Le retour d'expérience est un grand moyen de progrès. Malheureusement il est peu utilisé en médecine, notamment en médecine générale. Pourquoi ? Parce que toute erreur médicale ou échec médical déclenchent (ou risquent de déclencher) une procédure dans laquelle le patient et le médecin s'affrontent. Le combat douloureux pour attaquer ou se défendre tue dans l'œuf le dialogue et empêche ainsi la recherche sereine, assidue et imaginative d'améliorations à partir de l'expérience.
Seul un changement de mentalité et de loi permettrait de supprimer cet obstacle au progrès : il faudrait que le médecin ne soit plus présumé innocent devant la justice (et l'opinion), mais présumé victime, au même titre que le patient. L'argumentation est simple : se situer plus près de la réalité. Dans l'immense majorité des cas, en effet, où un patient est victime d'un médecin, a priori le médecin n'a jamais voulu faire un tort quelconque au patient. Et, certes différemment, le médecin est touché aussi par l'événement indésirable.
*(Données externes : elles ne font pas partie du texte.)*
use std::ops::Range;

/// Sources with finite supply, consumers with fixed demand, and the
/// per-unit cost of every route between them.
#[cfg_attr(feature = "serde", derive(serde::Serialize, serde::Deserialize))]
#[derive(Debug, Clone, PartialEq)]
pub struct TransportProblem {
    /// `cost[i][j]`: per-unit cost from source `i` to consumer `j`
    pub cost: Vec<Vec<f64>>,
    /// Capacity of each source
    pub supply: Vec<f64>,
    /// Required quantity of each consumer
    pub demand: Vec<f64>,
}

impl TransportProblem {
    pub fn new(cost: Vec<Vec<f64>>, supply: Vec<f64>, demand: Vec<f64>) -> Self {
        Self { cost, supply, demand }
    }

    pub fn num_sources(&self) -> usize {
        self.supply.len()
    }

    pub fn num_consumers(&self) -> usize {
        self.demand.len()
    }

    pub fn num_routes(&self) -> usize {
        self.num_sources() * self.num_consumers()
    }

    pub fn total_supply(&self) -> f64 {
        self.supply.iter().sum()
    }

    pub fn total_demand(&self) -> f64 {
        self.demand.iter().sum()
    }

    pub fn layout(&self) -> RouteLayout {
        RouteLayout::new(self.num_sources(), self.num_consumers())
    }
}

/// Flat indexing of the `(source, consumer)` routes, row-major over
/// sources. Shared by the model builder and the solution interpreter.
#[derive(Debug, Clone, Copy, PartialEq, Eq)]
pub struct RouteLayout {
    pub num_sources: usize,
    pub num_consumers: usize,
}

impl RouteLayout {
    pub fn new(num_sources: usize, num_consumers: usize) -> Self {
        Self {
            num_sources,
            num_consumers,
        }
    }

    pub fn num_routes(&self) -> usize {
        self.num_sources * self.num_consumers
    }

    pub fn index(&self, source: usize, consumer: usize) -> usize {
        debug_assert!(source < self.num_sources && consumer < self.num_consumers);
        source * self.num_consumers + consumer
    }

    /// Inverse of [`RouteLayout::index`].
    pub fn route(&self, index: usize) -> (usize, usize) {
        debug_assert!(index < self.num_routes());
        (index / self.num_consumers, index % self.num_consumers)
    }

    /// Routes leaving `source`; contiguous in the flat order.
    pub fn source_routes(&self, source: usize) -> Range<usize> {
        let start = source * self.num_consumers;
        start..start + self.num_consumers
    }

    /// Routes arriving at `consumer`; strided by the consumer count.
    pub fn consumer_routes(&self, consumer: usize) -> impl Iterator<Item = usize> + '_ {
        (0..self.num_sources).map(move |source| self.index(source, consumer))
    }
}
Cela dit, oui, si un événement indésirable est survenu, il s'est passé quelque chose de grave (tous les degrés de gravité) et de regrettable. D'où l'importance des questions suivantes : comment ? pourquoi ? Et puis aussi : comment faire collectivement mieux à l'avenir ? Mais pour travailler au retour d'expérience, il n'existe ni lieu, ni expert, notamment généraliste. Il me semble donc que, pour mettre en route un grand moyen de progrès médical, outre que le médecin est désormais présumé victime devant la justice (qui aurait toujours à faire complètement son travail), il faudrait créer des instances d'expertise (en quelque sorte des commissions d'enquête, peut-être au sein des sociétés savantes), et, bien sûr, codifier les relations entre la justice et ces instances d'expertise.
J'ajoute pour terminer qu'en plus d'une mission de recherche à partir des événements indésirables, les instances d'expertise auraient aussi à suivre les changements proposés et, heureusement, à étudier les succès. Bref, « nous avons tellement de choses à nous dire ! », pourraient... se dire les patients et les médecins. Mais pour se parler, se découvrir, chercher ensemble des solutions, il faut un lieu et un moment, et il faut une aide. Et puis il faut que ce soit utile à d'autres.